La robe est argentée, le dos étant plus foncé que le ventre toujours très clair. Des rougeurs sous l’écaille peuvent trahir un défaut de fraîcheur ou une origine douteuse. Nos professionnels ligneurs saignent leur poisson systématiquement en pratiquant une petite incision sous les branchies. Cette pratique, réservée à des poissons pêchés à l’unité, permet d’abréger les souffrances de l’animal et d’obtenir cette « rigueur post mortem » si caractéristique des poissons de ligne.

Les branchies quand à elles sont d’un rouge vif ou carmin, et l’œil noir et cerclé de feu doit être bombé et brillant.

L’allure générale du bar sauvage est massive et charpentée, alors qu’un bar d’aquaculture se distinguera par une allure fusiforme et un museau pointu. Le rythme de croissance imposé à l’animal d’élevage conditionne sans doute cette morphologie, et la texture des chairs est à l’image de ce défaut de maturité, terne et molle.

Fiche

  • Nom latin : Dicentrachus labrax
  • Classe : Actinoperygiens
  • Ordre : Perciformes
  • Famille : Moronidés
  • Autres dénominations de vente admises : Loup (à ne pas confondre avec le Loup de l’Atlantique, espèce des grands fonds sans grande valeur gastronomique)
  • Taille maximale : 100 cm
  • Taille commune : 25-70 cm
  • Taille minimale commerciale : 36 cm

Reproduction

Le bar atteint sa maturité sexuelle en Atlantique au cours de sa quatrième année, avec une taille voisine de 36 cm. Les bars mis en marchés par nos professionnels ligneurs ont donc tous, dans la théorie, pu se reproduire au moins une fois.
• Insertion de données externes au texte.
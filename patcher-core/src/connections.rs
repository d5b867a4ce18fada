//! Elevator and sector shortcut rewiring.
//!
//! A transition is two edits: the source door's destination byte, and the
//! area connection table entry telling the game which area that door leads
//! to. Elevators between the hub and the sectors already have table entries;
//! other links are appended into spare capacity.

use std::collections::BTreeMap;

use log::{debug, info};
use serde::Deserialize;

use crate::address::{Field, GameData};
use crate::door_locks::DOOR_ENTRY_SIZE;
use crate::rom::Rom;
use crate::room::{BlockLayer, LayerKind, RoomEntry};
use crate::{PatcherError, Result};

const CONNECTION_SIZE: usize = 3;
/// Extra table entries reserved when the table is moved.
pub const CONNECTION_SPARE: usize = 8;

const DOOR_TYPE_AREA_CONN: u8 = 1;
const DOOR_TYPE_NO_HATCH: u8 = 2;

const SHORTCUT_LEFT_DOORS: [u8; 6] = [0x6B, 0x7F, 0x59, 0x6C, 0x02, 0x51];
const SHORTCUT_RIGHT_DOORS: [u8; 6] = [0x68, 0x82, 0x56, 0x6A, 0x53, 0x54];
const SHORTCUT_LEFT_NUM_COORD: (usize, usize) = (6, 3);
const SHORTCUT_RIGHT_NUM_COORD: (usize, usize) = (9, 3);
const SHORTCUT_NUM_X_OFFSET: usize = 3;
const SHORTCUT_NUM_BLOCKS: [u16; 6] = [0x101, 0x104, 0xE5, 0xE6, 0xE7, 0xE8];
/// Numerals are two blocks tall; the lower half is one tile row further on.
const NUM_LOWER_HALF: u16 = 0x10;

#[derive(Copy, Clone, Debug, Eq, PartialEq)]
pub struct ElevatorEndpoint {
    pub area: u8,
    pub door: u8,
    /// Whether the door already has an area connection table entry.
    pub in_list: bool,
}

const fn endpoint(area: u8, door: u8, in_list: bool) -> ElevatorEndpoint {
    ElevatorEndpoint {
        area,
        door,
        in_list,
    }
}

pub const ELEVATOR_TOPS: [(&str, ElevatorEndpoint); 10] = [
    ("OperationsDeckTop", endpoint(0, 0x1A, false)),
    ("MainHubToSector1", endpoint(0, 0x43, true)),
    ("MainHubToSector2", endpoint(0, 0x44, true)),
    ("MainHubToSector3", endpoint(0, 0x45, true)),
    ("MainHubToSector4", endpoint(0, 0x46, true)),
    ("MainHubToSector5", endpoint(0, 0x47, true)),
    ("MainHubToSector6", endpoint(0, 0x48, true)),
    ("MainHubTop", endpoint(0, 0x5E, false)),
    ("HabitationDeckTop", endpoint(0, 0xB2, false)),
    ("Sector1ToRestrictedLab", endpoint(1, 0x41, true)),
];

pub const ELEVATOR_BOTTOMS: [(&str, ElevatorEndpoint); 10] = [
    ("OperationsDeckBottom", endpoint(0, 0x19, false)),
    ("MainHubBottom", endpoint(0, 0x32, false)),
    ("RestrictedLabToSector1", endpoint(0, 0x9A, true)),
    ("HabitationDeckBottom", endpoint(0, 0xB1, false)),
    ("Sector1ToMainHub", endpoint(1, 0x00, true)),
    ("Sector2ToMainHub", endpoint(2, 0x00, true)),
    ("Sector3ToMainHub", endpoint(3, 0x00, true)),
    ("Sector4ToMainHub", endpoint(4, 0x00, true)),
    ("Sector5ToMainHub", endpoint(5, 0x00, true)),
    ("Sector6ToMainHub", endpoint(6, 0x00, true)),
];

fn lookup(table: &[(&str, ElevatorEndpoint)], name: &str) -> Result<ElevatorEndpoint> {
    table
        .iter()
        .find(|(n, _)| *n == name)
        .map(|&(_, e)| e)
        .ok_or_else(|| PatcherError::Config(format!("unknown elevator {:?}", name)))
}

#[derive(Clone, Debug, Deserialize)]
#[serde(rename_all = "PascalCase", deny_unknown_fields)]
pub struct ElevatorConnections {
    /// Top elevator name to the bottom elevator it leads to.
    pub elevator_tops: BTreeMap<String, String>,
    /// Bottom elevator name to the top elevator it leads to.
    pub elevator_bottoms: BTreeMap<String, String>,
}

impl ElevatorConnections {
    pub fn validate(&self) -> Result<()> {
        let sides = [
            ("ElevatorTops", &self.elevator_tops, &ELEVATOR_TOPS, &ELEVATOR_BOTTOMS),
            ("ElevatorBottoms", &self.elevator_bottoms, &ELEVATOR_BOTTOMS, &ELEVATOR_TOPS),
        ];
        for (key, pairs, src, dst) in sides {
            if pairs.len() < src.len() {
                return Err(PatcherError::Config(format!(
                    "{} needs {} entries, found {}",
                    key,
                    src.len(),
                    pairs.len()
                )));
            }
            for (from, to) in pairs {
                lookup(src, from)?;
                lookup(dst, to)?;
            }
        }
        Ok(())
    }
}

#[derive(Clone, Debug, Deserialize)]
#[serde(rename_all = "PascalCase", deny_unknown_fields)]
pub struct SectorShortcuts {
    /// Destination sector of each sector's left shortcut, for sectors 1 to 6.
    pub left_areas: Vec<u8>,
    pub right_areas: Vec<u8>,
}

impl SectorShortcuts {
    pub fn validate(&self) -> Result<()> {
        for (key, areas) in [("LeftAreas", &self.left_areas), ("RightAreas", &self.right_areas)] {
            if areas.len() != SHORTCUT_LEFT_DOORS.len() {
                return Err(PatcherError::Config(format!(
                    "{} needs {} entries, found {}",
                    key,
                    SHORTCUT_LEFT_DOORS.len(),
                    areas.len()
                )));
            }
            if let Some(area) = areas.iter().find(|&&a| !(1..=6).contains(&a)) {
                return Err(PatcherError::Config(format!(
                    "{} contains area {}, expected 1..=6",
                    key, area
                )));
            }
        }
        Ok(())
    }
}

/// Where the hub repaint draws its numerals. Loaded from the data directory.
#[derive(Clone, Debug, Deserialize)]
#[serde(rename_all = "PascalCase", deny_unknown_fields)]
pub struct MainHubLayout {
    pub gfx_addr: usize,
    pub tilemap_addr: usize,
    pub center_room: u8,
    /// Small numeral positions in the center room, one entry per elevator.
    pub center_small_num_coords: Vec<Vec<Option<(u8, u8)>>>,
    pub elevator_doors: Vec<u8>,
    pub elevator_rooms: Vec<u8>,
    pub elevator_room_small_num_coords: Vec<Vec<Option<(u8, u8)>>>,
    pub elevator_room_large_num_coord: (u8, u8),
    /// Large numeral block per area.
    pub large_num_blocks: Vec<u16>,
    pub small_num_block: u16,
}

impl MainHubLayout {
    pub fn validate(&self) -> Result<()> {
        let elevators = self.elevator_doors.len();
        let coord_sets = self
            .center_small_num_coords
            .iter()
            .chain(&self.elevator_room_small_num_coords);
        let consistent = self.elevator_rooms.len() == elevators
            && self.elevator_room_small_num_coords.len() == elevators
            && self.large_num_blocks.len() == 7
            && coord_sets.into_iter().all(|set| set.len() == elevators);
        if consistent {
            Ok(())
        } else {
            Err(PatcherError::Config(
                "main hub layout lists do not match the elevator count".to_string(),
            ))
        }
    }
}

#[derive(Clone, Debug)]
pub struct MainHub {
    pub layout: MainHubLayout,
    pub gfx: Vec<u8>,
    pub tilemap: Vec<u8>,
}

pub struct Connections<'a> {
    gd: GameData<'a>,
    doors_ptrs: usize,
    table_addr: usize,
    count: usize,
    capacity: usize,
    relocated: bool,
}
Cette ponte intervient assez tardivement en Atlantique, entre le 1er mars et le 15 avril. La reproduction proprement dite intervient à l’issue d’une longue période de frai, conduisant les poissons à se rassembler en bancs pouvant réunir plusieurs milliers d’individus.

Les poissons sont particulièrement vulnérables pendant ces rassemblements prénuptiaux et nos professionnels ligneurs multiplient les actions depuis plusieurs années pour que soit interdite toute forme de pêche pendant cette période de reproduction. Ils cessent pour leur part toute activité de pêche dès le début février, pour ne reprendre leur activité que tout doucement à la fin du mois de mars lorsque que les poissons libérés de leurs contraintes reproductives recommencent à s’alimenter.

Mode de vie et habitat

Le bar est un animal grégaire, et il se plait en groupes de quelques individus à plusieurs centaines de congénères, parfois mélangé à d’autres espèces (chinchard, dorades…). Il affectionne particulièrement les côtes battues par la mer et les plages de sable à vagues déferlantes. « Mer blanche, mer à bar ! » disent nos pêcheurs.

C'est un carnassier, un chasseur, grand consommateur de petits poissons (lançons, sardines, sprats, anchois, gobies …) mais aussi de tous les juvéniles de poissons y compris de son espèce. Il complète ce régime de quelques céphalopodes (encornet et seiche) de vers (arénicoles, gravettes) de coquillages (couteaux, bivalves) et de crustacés (crevettes et crabes). Riche de toute cette variété, un bar de ligne se déguste comme un bon vin, toutes papilles en action.